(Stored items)
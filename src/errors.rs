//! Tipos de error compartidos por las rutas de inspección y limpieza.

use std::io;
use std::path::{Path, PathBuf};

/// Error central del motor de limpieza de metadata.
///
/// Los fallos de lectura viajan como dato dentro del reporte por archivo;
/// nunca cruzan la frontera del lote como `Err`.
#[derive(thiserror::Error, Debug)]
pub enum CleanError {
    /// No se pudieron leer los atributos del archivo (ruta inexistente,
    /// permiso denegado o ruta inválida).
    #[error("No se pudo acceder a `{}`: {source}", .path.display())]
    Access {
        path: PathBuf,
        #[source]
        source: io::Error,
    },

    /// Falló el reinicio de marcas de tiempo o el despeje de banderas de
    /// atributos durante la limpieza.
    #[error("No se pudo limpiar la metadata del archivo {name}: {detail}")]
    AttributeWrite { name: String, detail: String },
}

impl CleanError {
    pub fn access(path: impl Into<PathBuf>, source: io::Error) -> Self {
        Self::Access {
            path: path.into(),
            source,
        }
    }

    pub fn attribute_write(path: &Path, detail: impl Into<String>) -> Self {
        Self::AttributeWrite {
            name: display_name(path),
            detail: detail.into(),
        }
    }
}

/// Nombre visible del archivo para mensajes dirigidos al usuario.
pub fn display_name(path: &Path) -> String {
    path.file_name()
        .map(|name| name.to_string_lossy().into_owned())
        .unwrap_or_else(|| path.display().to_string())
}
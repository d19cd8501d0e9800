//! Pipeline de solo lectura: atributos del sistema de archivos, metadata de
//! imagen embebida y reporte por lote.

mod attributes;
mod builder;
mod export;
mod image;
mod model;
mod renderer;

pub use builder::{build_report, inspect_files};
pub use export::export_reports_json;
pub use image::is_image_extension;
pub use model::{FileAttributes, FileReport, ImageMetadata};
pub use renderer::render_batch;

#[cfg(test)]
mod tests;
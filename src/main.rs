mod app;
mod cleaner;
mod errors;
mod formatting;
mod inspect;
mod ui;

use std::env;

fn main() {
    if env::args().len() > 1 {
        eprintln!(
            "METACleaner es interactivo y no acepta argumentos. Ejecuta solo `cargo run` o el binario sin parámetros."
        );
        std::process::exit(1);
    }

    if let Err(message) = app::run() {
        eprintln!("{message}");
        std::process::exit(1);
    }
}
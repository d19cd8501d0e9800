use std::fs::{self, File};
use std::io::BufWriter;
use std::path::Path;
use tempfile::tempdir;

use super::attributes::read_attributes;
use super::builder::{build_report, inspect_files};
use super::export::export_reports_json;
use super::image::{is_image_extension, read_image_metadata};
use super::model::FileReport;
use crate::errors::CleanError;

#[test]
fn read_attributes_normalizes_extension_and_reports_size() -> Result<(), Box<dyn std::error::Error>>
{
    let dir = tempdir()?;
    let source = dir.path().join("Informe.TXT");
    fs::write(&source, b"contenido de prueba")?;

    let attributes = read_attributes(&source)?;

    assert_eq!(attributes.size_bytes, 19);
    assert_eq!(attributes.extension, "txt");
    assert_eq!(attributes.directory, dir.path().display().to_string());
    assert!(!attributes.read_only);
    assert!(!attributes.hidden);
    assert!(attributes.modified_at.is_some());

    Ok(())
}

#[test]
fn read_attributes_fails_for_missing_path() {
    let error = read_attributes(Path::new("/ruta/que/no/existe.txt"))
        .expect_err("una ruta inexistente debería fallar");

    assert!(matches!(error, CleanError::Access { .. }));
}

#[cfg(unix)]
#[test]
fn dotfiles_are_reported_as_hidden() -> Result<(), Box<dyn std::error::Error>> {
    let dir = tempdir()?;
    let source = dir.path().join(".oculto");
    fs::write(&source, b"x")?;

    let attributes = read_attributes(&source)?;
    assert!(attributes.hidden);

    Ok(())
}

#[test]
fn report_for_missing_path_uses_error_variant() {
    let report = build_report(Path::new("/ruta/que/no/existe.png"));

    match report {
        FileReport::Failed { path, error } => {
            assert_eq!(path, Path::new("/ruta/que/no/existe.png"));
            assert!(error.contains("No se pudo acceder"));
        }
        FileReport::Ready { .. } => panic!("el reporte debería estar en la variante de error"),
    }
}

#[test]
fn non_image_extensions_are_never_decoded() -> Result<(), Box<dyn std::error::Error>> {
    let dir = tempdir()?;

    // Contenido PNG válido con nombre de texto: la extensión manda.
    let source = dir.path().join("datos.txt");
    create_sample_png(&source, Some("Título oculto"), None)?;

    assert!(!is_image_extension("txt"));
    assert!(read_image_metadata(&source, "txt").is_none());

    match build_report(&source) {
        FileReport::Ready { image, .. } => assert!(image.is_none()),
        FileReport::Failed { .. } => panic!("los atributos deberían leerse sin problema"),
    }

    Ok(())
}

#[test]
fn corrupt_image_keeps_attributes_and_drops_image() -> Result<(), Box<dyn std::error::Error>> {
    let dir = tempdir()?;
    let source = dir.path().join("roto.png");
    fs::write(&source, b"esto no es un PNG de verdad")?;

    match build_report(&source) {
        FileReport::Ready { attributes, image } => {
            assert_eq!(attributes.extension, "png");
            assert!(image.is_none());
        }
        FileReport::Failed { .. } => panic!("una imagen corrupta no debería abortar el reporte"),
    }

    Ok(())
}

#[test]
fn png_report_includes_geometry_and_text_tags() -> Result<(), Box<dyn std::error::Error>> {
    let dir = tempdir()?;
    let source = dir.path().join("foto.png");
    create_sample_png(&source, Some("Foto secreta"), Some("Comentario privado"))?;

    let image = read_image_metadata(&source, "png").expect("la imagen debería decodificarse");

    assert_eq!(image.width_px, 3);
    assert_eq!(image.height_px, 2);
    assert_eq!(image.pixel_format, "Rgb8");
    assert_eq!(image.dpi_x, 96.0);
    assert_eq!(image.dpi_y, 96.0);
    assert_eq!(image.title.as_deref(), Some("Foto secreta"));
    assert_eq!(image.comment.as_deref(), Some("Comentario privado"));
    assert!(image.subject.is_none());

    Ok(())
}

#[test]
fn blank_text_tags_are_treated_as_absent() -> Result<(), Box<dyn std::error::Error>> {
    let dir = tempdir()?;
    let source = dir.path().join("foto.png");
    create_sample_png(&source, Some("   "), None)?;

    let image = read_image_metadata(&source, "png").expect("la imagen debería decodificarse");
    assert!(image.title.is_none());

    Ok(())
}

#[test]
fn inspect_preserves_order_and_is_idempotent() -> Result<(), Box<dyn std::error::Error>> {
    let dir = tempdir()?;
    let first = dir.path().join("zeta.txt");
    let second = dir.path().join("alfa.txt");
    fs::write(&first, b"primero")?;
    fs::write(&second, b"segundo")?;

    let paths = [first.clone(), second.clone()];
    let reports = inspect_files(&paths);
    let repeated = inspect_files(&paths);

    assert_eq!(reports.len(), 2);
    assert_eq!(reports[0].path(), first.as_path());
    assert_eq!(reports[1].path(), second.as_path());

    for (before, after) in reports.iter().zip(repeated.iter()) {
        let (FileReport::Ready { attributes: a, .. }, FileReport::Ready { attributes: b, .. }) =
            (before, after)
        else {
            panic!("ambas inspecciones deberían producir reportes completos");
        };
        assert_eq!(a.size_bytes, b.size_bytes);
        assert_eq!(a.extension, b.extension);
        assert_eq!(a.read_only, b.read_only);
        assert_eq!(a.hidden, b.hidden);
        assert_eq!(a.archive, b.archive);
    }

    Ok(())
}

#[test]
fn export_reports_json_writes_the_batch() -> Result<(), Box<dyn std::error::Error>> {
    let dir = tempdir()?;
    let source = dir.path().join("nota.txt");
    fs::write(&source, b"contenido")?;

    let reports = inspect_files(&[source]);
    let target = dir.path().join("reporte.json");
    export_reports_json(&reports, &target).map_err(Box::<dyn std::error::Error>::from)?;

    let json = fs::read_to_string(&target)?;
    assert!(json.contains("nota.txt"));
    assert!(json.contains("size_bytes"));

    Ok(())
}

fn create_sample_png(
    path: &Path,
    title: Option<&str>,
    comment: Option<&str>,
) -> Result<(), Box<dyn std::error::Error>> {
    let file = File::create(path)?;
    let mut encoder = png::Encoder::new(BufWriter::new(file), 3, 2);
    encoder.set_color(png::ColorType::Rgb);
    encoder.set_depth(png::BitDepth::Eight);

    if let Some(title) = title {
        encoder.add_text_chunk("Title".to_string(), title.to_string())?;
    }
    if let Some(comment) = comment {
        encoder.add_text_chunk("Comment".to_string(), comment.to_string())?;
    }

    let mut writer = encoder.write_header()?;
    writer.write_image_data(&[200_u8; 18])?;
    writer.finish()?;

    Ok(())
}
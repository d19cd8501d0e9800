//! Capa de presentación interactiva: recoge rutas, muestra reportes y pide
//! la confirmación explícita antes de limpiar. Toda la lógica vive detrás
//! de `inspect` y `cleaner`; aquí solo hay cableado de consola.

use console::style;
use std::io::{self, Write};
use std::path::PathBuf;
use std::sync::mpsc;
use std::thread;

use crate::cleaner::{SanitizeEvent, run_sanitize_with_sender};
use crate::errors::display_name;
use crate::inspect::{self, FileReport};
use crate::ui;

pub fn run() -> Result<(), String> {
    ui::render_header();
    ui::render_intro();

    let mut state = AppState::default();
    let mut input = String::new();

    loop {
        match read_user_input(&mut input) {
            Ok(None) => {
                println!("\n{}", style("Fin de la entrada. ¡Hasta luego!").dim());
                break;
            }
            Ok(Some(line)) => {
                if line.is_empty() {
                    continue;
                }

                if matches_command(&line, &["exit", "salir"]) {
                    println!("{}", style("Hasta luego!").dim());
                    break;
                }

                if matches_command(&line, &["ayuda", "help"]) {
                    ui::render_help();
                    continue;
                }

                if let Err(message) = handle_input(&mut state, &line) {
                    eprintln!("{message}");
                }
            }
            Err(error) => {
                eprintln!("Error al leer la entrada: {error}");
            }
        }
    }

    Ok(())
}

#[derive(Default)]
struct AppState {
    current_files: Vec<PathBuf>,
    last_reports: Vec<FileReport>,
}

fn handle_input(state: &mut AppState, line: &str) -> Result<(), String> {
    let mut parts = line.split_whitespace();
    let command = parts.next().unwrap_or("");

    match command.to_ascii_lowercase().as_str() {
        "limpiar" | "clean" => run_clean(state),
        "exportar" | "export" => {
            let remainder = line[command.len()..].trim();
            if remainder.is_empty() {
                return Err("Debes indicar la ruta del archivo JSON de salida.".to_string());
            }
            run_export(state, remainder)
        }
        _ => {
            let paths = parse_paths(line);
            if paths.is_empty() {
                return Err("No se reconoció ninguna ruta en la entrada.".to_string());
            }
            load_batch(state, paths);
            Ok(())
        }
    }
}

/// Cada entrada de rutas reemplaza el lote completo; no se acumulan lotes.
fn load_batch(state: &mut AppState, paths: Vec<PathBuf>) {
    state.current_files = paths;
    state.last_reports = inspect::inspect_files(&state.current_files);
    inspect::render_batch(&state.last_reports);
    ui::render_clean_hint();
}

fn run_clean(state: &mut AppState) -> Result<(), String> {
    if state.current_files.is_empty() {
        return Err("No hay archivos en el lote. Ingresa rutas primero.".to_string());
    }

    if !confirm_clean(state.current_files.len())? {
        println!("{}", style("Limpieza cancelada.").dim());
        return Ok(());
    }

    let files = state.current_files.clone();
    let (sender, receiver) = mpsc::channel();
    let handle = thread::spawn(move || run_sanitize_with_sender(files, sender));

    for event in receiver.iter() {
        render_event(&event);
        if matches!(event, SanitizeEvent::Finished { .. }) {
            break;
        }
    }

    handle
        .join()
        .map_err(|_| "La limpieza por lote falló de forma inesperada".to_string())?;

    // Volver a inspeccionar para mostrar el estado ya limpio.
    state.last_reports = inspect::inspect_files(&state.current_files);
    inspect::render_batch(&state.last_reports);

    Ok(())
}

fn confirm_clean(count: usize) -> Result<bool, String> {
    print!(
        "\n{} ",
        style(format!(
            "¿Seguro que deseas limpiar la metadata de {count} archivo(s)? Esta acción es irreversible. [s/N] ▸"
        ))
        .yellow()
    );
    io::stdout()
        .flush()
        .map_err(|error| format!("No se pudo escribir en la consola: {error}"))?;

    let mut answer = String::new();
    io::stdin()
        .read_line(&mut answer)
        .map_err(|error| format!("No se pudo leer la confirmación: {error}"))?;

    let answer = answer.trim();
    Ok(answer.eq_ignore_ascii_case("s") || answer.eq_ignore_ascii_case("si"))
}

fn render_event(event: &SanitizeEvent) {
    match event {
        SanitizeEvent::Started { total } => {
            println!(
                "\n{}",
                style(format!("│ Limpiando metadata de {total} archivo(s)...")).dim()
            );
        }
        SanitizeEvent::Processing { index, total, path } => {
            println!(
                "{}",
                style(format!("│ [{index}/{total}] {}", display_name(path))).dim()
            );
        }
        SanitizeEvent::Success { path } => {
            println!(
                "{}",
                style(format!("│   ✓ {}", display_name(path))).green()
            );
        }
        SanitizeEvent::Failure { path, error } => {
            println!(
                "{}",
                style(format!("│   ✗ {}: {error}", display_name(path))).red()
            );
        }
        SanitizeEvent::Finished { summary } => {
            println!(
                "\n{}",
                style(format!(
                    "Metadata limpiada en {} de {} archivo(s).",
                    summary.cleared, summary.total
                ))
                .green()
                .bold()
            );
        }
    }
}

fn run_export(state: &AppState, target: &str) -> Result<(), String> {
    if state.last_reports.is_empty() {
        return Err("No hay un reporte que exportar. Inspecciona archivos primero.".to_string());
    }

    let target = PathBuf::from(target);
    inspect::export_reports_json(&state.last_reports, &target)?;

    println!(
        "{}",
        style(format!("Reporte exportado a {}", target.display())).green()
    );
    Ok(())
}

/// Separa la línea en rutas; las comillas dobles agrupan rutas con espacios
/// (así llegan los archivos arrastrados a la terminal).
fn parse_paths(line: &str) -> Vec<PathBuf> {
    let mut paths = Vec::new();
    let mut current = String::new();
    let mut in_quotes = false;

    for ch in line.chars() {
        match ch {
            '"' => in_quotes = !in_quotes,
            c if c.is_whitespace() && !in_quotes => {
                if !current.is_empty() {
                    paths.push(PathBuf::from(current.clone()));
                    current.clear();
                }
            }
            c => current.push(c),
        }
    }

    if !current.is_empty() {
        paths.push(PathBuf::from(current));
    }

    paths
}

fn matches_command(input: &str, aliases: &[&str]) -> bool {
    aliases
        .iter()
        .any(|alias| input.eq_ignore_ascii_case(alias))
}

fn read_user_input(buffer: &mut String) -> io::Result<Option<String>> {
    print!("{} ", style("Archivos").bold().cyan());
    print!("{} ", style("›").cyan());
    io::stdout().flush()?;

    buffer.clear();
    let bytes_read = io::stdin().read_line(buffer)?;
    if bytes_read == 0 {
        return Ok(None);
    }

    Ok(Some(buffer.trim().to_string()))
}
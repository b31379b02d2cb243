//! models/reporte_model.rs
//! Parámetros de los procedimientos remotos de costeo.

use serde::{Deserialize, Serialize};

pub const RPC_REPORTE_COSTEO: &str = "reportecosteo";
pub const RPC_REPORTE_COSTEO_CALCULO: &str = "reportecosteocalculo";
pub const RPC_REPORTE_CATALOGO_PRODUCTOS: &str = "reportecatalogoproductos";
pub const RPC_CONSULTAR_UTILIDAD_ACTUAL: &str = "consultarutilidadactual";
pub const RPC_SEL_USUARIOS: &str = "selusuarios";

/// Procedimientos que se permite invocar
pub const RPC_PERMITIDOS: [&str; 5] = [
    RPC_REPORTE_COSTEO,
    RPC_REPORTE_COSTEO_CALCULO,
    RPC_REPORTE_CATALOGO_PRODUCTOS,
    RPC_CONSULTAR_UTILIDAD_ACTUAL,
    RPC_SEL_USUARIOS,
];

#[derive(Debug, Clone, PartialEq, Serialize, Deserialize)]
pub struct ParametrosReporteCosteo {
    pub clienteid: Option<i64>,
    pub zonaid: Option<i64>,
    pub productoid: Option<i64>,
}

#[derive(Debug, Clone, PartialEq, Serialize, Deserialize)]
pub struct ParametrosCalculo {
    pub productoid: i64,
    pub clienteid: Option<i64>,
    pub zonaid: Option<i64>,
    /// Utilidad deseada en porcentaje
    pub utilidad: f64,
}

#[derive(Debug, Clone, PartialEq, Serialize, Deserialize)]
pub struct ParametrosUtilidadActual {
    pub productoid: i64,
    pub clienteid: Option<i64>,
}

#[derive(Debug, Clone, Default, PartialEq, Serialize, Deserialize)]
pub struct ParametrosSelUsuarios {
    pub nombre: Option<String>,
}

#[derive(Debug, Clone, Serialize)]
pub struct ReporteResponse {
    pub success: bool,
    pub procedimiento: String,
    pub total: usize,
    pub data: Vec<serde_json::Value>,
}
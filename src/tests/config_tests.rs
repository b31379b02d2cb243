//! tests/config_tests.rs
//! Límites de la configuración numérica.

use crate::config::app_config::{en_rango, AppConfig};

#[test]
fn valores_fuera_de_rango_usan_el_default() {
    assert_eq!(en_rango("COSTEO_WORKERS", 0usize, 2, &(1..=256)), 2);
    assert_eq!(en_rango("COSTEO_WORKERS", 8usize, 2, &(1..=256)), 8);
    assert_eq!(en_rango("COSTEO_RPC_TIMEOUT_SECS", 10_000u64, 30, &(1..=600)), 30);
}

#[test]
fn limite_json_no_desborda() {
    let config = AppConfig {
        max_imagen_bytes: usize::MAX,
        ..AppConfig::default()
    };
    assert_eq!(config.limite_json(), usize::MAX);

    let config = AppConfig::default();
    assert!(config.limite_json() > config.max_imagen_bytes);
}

* Description of the task
Begin at the top of the records above and quote each line exactly, ending with the line that contains "o ruta inválida).".

* Written reply
filename src/errors.rs
//! Tipos de error compartidos por las rutas de inspección y limpieza.

use std::io;
use std::path::{Path, PathBuf};

/// Error central del motor de limpieza de metadata.
///
/// Los fallos de lectura viajan como dato dentro del reporte por archivo;
/// nunca cruzan la frontera del lote como `Err`.
#[derive(thiserror::Error, Debug)]
pub enum CleanError {
    /// No se pudieron leer los atributos del archivo (ruta inexistente,
    /// permiso denegado o ruta inválida).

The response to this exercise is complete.